Carla: Here we are, heading toward the year the Mayan calendar might not have thought would ever come: 2013. The future gets closer and closer! Technology advances! Politics change! And yet, comic books are still here. How cool is that? It’s been a heck of a year, full of ups and downs, movie premieres, new #1 issues and the never-ending race to produce better, faster comics.
I have to admit, Image has been doing a really great job keeping up with the Big Two, producing award-winning books in a variety of formats and getting involved in TV to draw new readers into a wide array of comic book genres. But we’re not here to talk about them! We’re here for the greatest shows in town, the Merry Marvel Marching Society and … our Distinguished Competitors.
My first question is kind of a no-brainer: How’s the New 52 treating you these days? And, after a year, is it still the “New 52″?
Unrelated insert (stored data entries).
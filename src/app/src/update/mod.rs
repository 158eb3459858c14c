mod form;
mod scan;
mod socket;
mod ui;

use crux_core::Command;

use crate::events::Event;
use crate::model::Model;
use crate::Effect;

/// Main update dispatcher - routes events to domain-specific handlers
pub fn update(event: Event, model: &mut Model) -> Command<Effect, Event> {
    match event {
        Event::Initialize { host } => socket::connect(&host, model),
        Event::Socket(socket_event) => socket::handle(socket_event, model),
        Event::Scan(scan_event) => scan::handle(scan_event, model),
        Event::Form(form_event) => form::handle(form_event, model),
        Event::Ui(ui_event) => ui::handle(ui_event, model),
    }
}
Tom: Well, as a practical matter, it’s the “New 52″ for as long as DC wants it to be. Actually, I think I have stopped seeing that little blurb on the covers. I happened to look at Aquaman #15 yesterday, kind of out of the corner of my eye, and was surprised it was there. Part of me thinks that it could confuse those hypothetical new readers, but then I thought that about “Earth One,” and that doesn’t seem to have hurt those books.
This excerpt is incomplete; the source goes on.